Jeremy Grantham: This suggests that this is more global thing, or what a coincidence this happens to be one of the first time for 10 to 15 years that we have a synchronisation of global economies. The headline in one of The Economist issues was, There isn’t a major country with a down GDP forecast, they’re all chugging along nicely. Now that should be pretty darn important in getting markets to go up. How about profit margins, up global peak. US is actually not a peak, it’s very strong but not a pick. But globally, taking them all together, this is a peak, and that should be pretty good too.

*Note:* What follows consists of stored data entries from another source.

use std::collections::HashSet;
use std::path::Path;

use chrono::{Datelike, Duration, NaiveDate, NaiveTime, Timelike, Weekday};

use crate::model::Instrument;

/// First bookable minute of the day.
pub const OPENING: (u32, u32) = (8, 0);
/// Slots end at or before this wall-clock time.
pub const CLOSING: (u32, u32) = (17, 0);
pub const SLOT_MINUTES: i64 = 30;

/// One half-hour slot on a date. Identity is `(date, label)`.
#[derive(Debug, Clone, PartialEq, Eq)]
pub struct Slot {
    pub date: NaiveDate,
    pub start: NaiveTime,
    pub end: NaiveTime,
    pub label: String,
}

/// `8:00 AM`, `12:30 PM`: hour without padding, minutes padded.
pub fn format_time(t: NaiveTime) -> String {
    let (pm, hour) = t.hour12();
    let suffix = if pm { "PM" } else { "AM" };
    format!("{hour}:{:02} {suffix}", t.minute())
}

pub fn slot_label(start: NaiveTime, end: NaiveTime) -> String {
    format!("{} - {}", format_time(start), format_time(end))
}

/// Ordered slots from opening to closing on `date`.
pub fn slots_for_date(date: NaiveDate) -> Vec<Slot> {
    let (Some(open), Some(close)) = (
        NaiveTime::from_hms_opt(OPENING.0, OPENING.1, 0),
        NaiveTime::from_hms_opt(CLOSING.0, CLOSING.1, 0),
    ) else {
        return Vec::new();
    };
    let step = Duration::minutes(SLOT_MINUTES);

    let mut slots = Vec::new();
    let mut cursor = open;
    while cursor < close {
        let next = cursor + step;
        slots.push(Slot {
            date,
            start: cursor,
            end: next,
            label: slot_label(cursor, next),
        });
        cursor = next;
    }
    slots
}

pub fn slot_labels(date: NaiveDate) -> Vec<String> {
    slots_for_date(date).into_iter().map(|s| s.label).collect()
}

pub fn is_valid_slot(date: NaiveDate, label: &str) -> bool {
    slots_for_date(date).iter().any(|s| s.label == label)
}

/// Look up a slot by its start time written as `HH:MM` (24-hour) or by its full label.
pub fn find_slot(date: NaiveDate, query: &str) -> Option<Slot> {
    let start = NaiveTime::parse_from_str(query, "%H:%M").ok();
    slots_for_date(date)
        .into_iter()
        .find(|s| s.label == query || Some(s.start) == start)
}

/// Friday rolls to Monday; every other day rolls to the next calendar day.
/// Holidays are not considered.
pub fn next_bookable_date(today: NaiveDate) -> NaiveDate {
    let days = if today.weekday() == Weekday::Fri { 3 } else { 1 };
    today + Duration::days(days)
}

// ── Instrument catalog ───────────────────────────────────────────

#[derive(Debug)]
pub enum CatalogError {
    Io(std::io::Error),
    Parse(serde_json::Error),
    DuplicateName(String),
    Empty,
}

impl std::fmt::Display for CatalogError {
    fn fmt(&self, f: &mut std::fmt::Formatter<'_>) -> std::fmt::Result {
        match self {
            CatalogError::Io(e) => write!(f, "cannot read instrument catalog: {e}"),
            CatalogError::Parse(e) => write!(f, "invalid instrument catalog: {e}"),
            CatalogError::DuplicateName(name) => write!(f, "duplicate instrument name: {name}"),
            CatalogError::Empty => write!(f, "instrument catalog is empty"),
        }
    }
}

impl std::error::Error for CatalogError {}

fn instrument(name: &str, os: Option<&str>, group: Option<&str>, ip: Option<&str>) -> Instrument {
    Instrument {
        name: name.into(),
        os: os.map(Into::into),
        group: group.map(Into::into),
        ip: ip.map(Into::into),
    }
}

/// Built-in fleet used when no catalog file is configured.
pub fn default_instruments() -> Vec<Instrument> {
    vec![
        instrument("MSO46B-Q000024", Some("Linux"), Some("G8"), Some("10.233.67.6")),
        instrument("MSO56-Q100057", Some("Linux"), Some("G8"), Some("10.233.66.244")),
        instrument("MSO58B-PQ010001", Some("Windows"), Some("G8"), Some("10.233.65.193")),
        instrument("MSO54B-PQ010002", Some("Linux"), Some("G8"), Some("10.233.65.195")),
        instrument("DPO71A-KR20007", None, Some("G8"), None),
        instrument("MSO68B-B030015", Some("Windows"), Some("G8"), Some("10.233.67.178")),
        instrument("MSO58B-C067209", None, Some("G8"), None),
        instrument("MSO44B-SGVJ010550", Some("Linux"), None, Some("10.233.67.186")),
    ]
}

pub fn parse_instruments(json: &str) -> Result<Vec<Instrument>, CatalogError> {
    let instruments: Vec<Instrument> = serde_json::from_str(json).map_err(CatalogError::Parse)?;
    validate_instruments(&instruments)?;
    Ok(instruments)
}

pub fn load_instruments(path: &Path) -> Result<Vec<Instrument>, CatalogError> {
    let json = std::fs::read_to_string(path).map_err(CatalogError::Io)?;
    parse_instruments(&json)
}

fn validate_instruments(instruments: &[Instrument]) -> Result<(), CatalogError> {
    if instruments.is_empty() {
        return Err(CatalogError::Empty);
    }
    let mut seen = HashSet::new();
    for inst in instruments {
        if !seen.insert(inst.name.as_str()) {
            return Err(CatalogError::DuplicateName(inst.name.clone()));
        }
    }
    Ok(())
}
use crate::observe::{Broadcast, Sink, Source};

//<<<<>>>><<>><><<>><<<*>>><<>><><<>><<<<>>>>

/// Broadcast-only event source: no retained value, `notify` fans a value
/// out synchronously to every current subscriber.
pub struct Notifier<V>
where
    V: Clone + Send + Sync + 'static,
{
    cast: Broadcast<V>,
}

impl<V> Notifier<V>
where
    V: Clone + Send + Sync + 'static,
{
    pub fn new() -> Self {
        Notifier {
            cast: Broadcast::new(),
        }
    }

    pub fn notify(&self, value: V) {
        self.cast.send(&value);
    }
}

impl<V> Clone for Notifier<V>
where
    V: Clone + Send + Sync + 'static,
{
    fn clone(&self) -> Self {
        Notifier {
            cast: self.cast.clone(),
        }
    }
}

impl<V> Default for Notifier<V>
where
    V: Clone + Send + Sync + 'static,
{
    fn default() -> Self {
        Notifier::new()
    }
}

//<<<<>>>><<>><><<>><<<*>>><<>><><<>><<<<>>>>

impl<V> Source for Notifier<V>
where
    V: Clone + Send + Sync + 'static,
{
    type Value = V;

    fn broadcast(&self) -> Broadcast<V> {
        self.cast.clone()
    }
}

impl<V> Sink for Notifier<V>
where
    V: Clone + Send + Sync + 'static,
{
    type Value = V;

    fn receive(&self, value: &V) {
        self.cast.send(value);
    }
}

//<<<<>>>><<>><><<>><<<*>>><<>><><<>><<<<>>>>

#[cfg(test)]
mod tests {
    use crate::{holder::notifier::*, observe::Source};
    use std::sync::{Arc, RwLock};

    #[test]
    fn notify1() {
        let notifier = Notifier::<i32>::new();
        let received = Arc::new(RwLock::new(None));

        let observer = {
            let received = received.clone();
            notifier
                .chain()
                .each(move |value| *received.write().unwrap() = Some(*value))
                .end()
        };

        assert_eq!(*received.read().unwrap(), None);

        notifier.notify(3);

        assert_eq!(*received.read().unwrap(), Some(3));

        observer.invalidate();

        notifier.notify(4);

        assert_eq!(*received.read().unwrap(), Some(3));
    }

    #[test]
    fn notify_unit1() {
        let notifier = Notifier::<()>::new();
        let received = Arc::new(RwLock::new(false));

        let observer = {
            let received = received.clone();
            notifier
                .chain()
                .each(move |_| *received.write().unwrap() = true)
                .end()
        };

        assert!(!*received.read().unwrap());

        notifier.notify(());

        assert!(*received.read().unwrap());

        observer.invalidate();
    }

    #[test]
    fn subscribers_fire_in_order1() {
        let notifier = Notifier::<i32>::new();
        let order = Arc::new(RwLock::new(Vec::new()));

        let first = {
            let order = order.clone();
            notifier.chain().each(move |_| order.write().unwrap().push(1)).end()
        };
        let second = {
            let order = order.clone();
            notifier.chain().each(move |_| order.write().unwrap().push(2)).end()
        };

        notifier.notify(0);

        assert_eq!(*order.read().unwrap(), vec![1, 2]);

        first.invalidate();
        second.invalidate();
    }
}
use {
    crate::observe::{Fetchable, Handler, Observer, Source},
    std::{marker::PhantomData, sync::atomic::AtomicBool, sync::Arc},
};

pub mod each;
pub mod enumerate;
pub mod filter;
pub mod map;
pub mod merge;
pub mod pair;
pub mod suspend;

pub use suspend::{SuspendState, Suspender};

                    /*\
<<<<>>>><<>><><<>><<<*>>><<>><><<>><<<<>>>>
                   Chain
<<<<>>>><<>><><<>><<<*>>><<>><><<>><<<<>>>>
                    \*/
/// One upstream attachment produced while finalizing a chain.
pub(crate) struct Hook {
    pub(crate) unsub: Box<dyn Fn() + Send + Sync>,
    pub(crate) replay: Option<Box<dyn FnOnce()>>,
}

pub(crate) type BuildFn<Out> = Box<dyn FnOnce(Arc<AtomicBool>, Handler<Out>) -> Vec<Hook>>;

/// A single-use pipeline builder from a root source to a terminal stage.
///
/// Every operator consumes the builder and returns a new one over the same
/// pending subscription, so a chain under construction has exactly one open
/// tail by construction. A builder that is dropped without `end()` or
/// `sync()` registers nothing.
///
/// `Src` records the root source type; finalizers and operators that need
/// the root's fetch capability are only available when `Src: Fetchable`.
#[must_use = "a chain that is never finalized with `end()` or `sync()` subscribes to nothing"]
pub struct Chain<Out, Src> {
    pub(crate) build: BuildFn<Out>,
    pub(crate) _src: PhantomData<Src>,
}

//<<<<>>>><<>><><<>><<<*>>><<>><><<>><<<<>>>>

impl<Out, Src> Chain<Out, Src>
where
    Out: Clone + Send + Sync + 'static,
    Src: Source<Value = Out>,
{
    pub(crate) fn begin(source: &Src) -> Self {
        let src = source.clone();
        Chain {
            build: Box::new(move |valid, next| {
                let cast = src.broadcast();
                let id = cast.insert(valid, next.clone());
                let weak = cast.downgrade();
                let unsub = Box::new(move || {
                    if let Some(cast) = weak.upgrade() {
                        cast.remove(id);
                    }
                }) as Box<dyn Fn() + Send + Sync>;
                let replay = Box::new(move || {
                    if let Some(value) = src.replay_value() {
                        next(&value);
                    }
                }) as Box<dyn FnOnce()>;
                vec![Hook {
                    unsub,
                    replay: Some(replay),
                }]
            }),
            _src: PhantomData,
        }
    }
}

//<<<<>>>><<>><><<>><<<*>>><<>><><<>><<<<>>>>

impl<Out, Src> Chain<Out, Src>
where
    Out: Clone + Send + Sync + 'static,
    Src: Source,
{
    fn finalize(self, replay: bool) -> Observer {
        let valid = Arc::new(AtomicBool::new(true));
        let terminal: Handler<Out> = Arc::new(|_| {});
        let hooks = (self.build)(valid.clone(), terminal);

        let mut teardown = Vec::with_capacity(hooks.len());
        let mut replays = Vec::new();
        for hook in hooks {
            teardown.push(hook.unsub);
            if let Some(r) = hook.replay {
                replays.push(r);
            }
        }

        let observer = Observer::new(valid, teardown);

        // replay runs after every hook is attached
        if replay {
            for r in replays {
                r();
            }
        }

        observer
    }

    /// Finalize: attach to every participating source and return the
    /// subscription's disposal handle.
    pub fn end(self) -> Observer {
        self.finalize(false)
    }
}

//<<<<>>>><<>><><<>><<<*>>><<>><><<>><<<<>>>>

impl<Out, Src> Chain<Out, Src>
where
    Out: Clone + Send + Sync + 'static,
    Src: Fetchable,
{
    /// Finalize like [`end`](Chain::end), then deliver the root's current
    /// value once through the full pipeline before returning.
    pub fn sync(self) -> Observer {
        self.finalize(true)
    }
}

//<<<<>>>><<>><><<>><<<*>>><<>><><<>><<<<>>>>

Jeremy Grantham: What’s not to like in the sense of the influences on the market? The market loves low inflation, we’ve got global low inflation, it likes GDP stability, we got GDP stability, it doesn’t like growth particularly, but it likes stability, and it likes profit margins where at a peak. So this is supplying everything that the global markets like and the global markets are winning. This does not therefore statistically seem very indicative that Trump is the driver. Trump is like most presidents taking credit for winning the World cup or the bad weather or whatever; this is not Trump.
Jeremy Grantham: However, let’s be fair, he’s engineered the last glorious gasp of corporatism, corporations have been hanging their workers out to dry for the last 30 years and gobbling up all the productivity gain, before about 1980, productivity was evenly split between the worker and capital and actually about 1975, all of the productivity gains go to corporations and the super rich, which is not a way you can run an economy, and definitely because they run out of buying power, which we’re doing down at the average guy level.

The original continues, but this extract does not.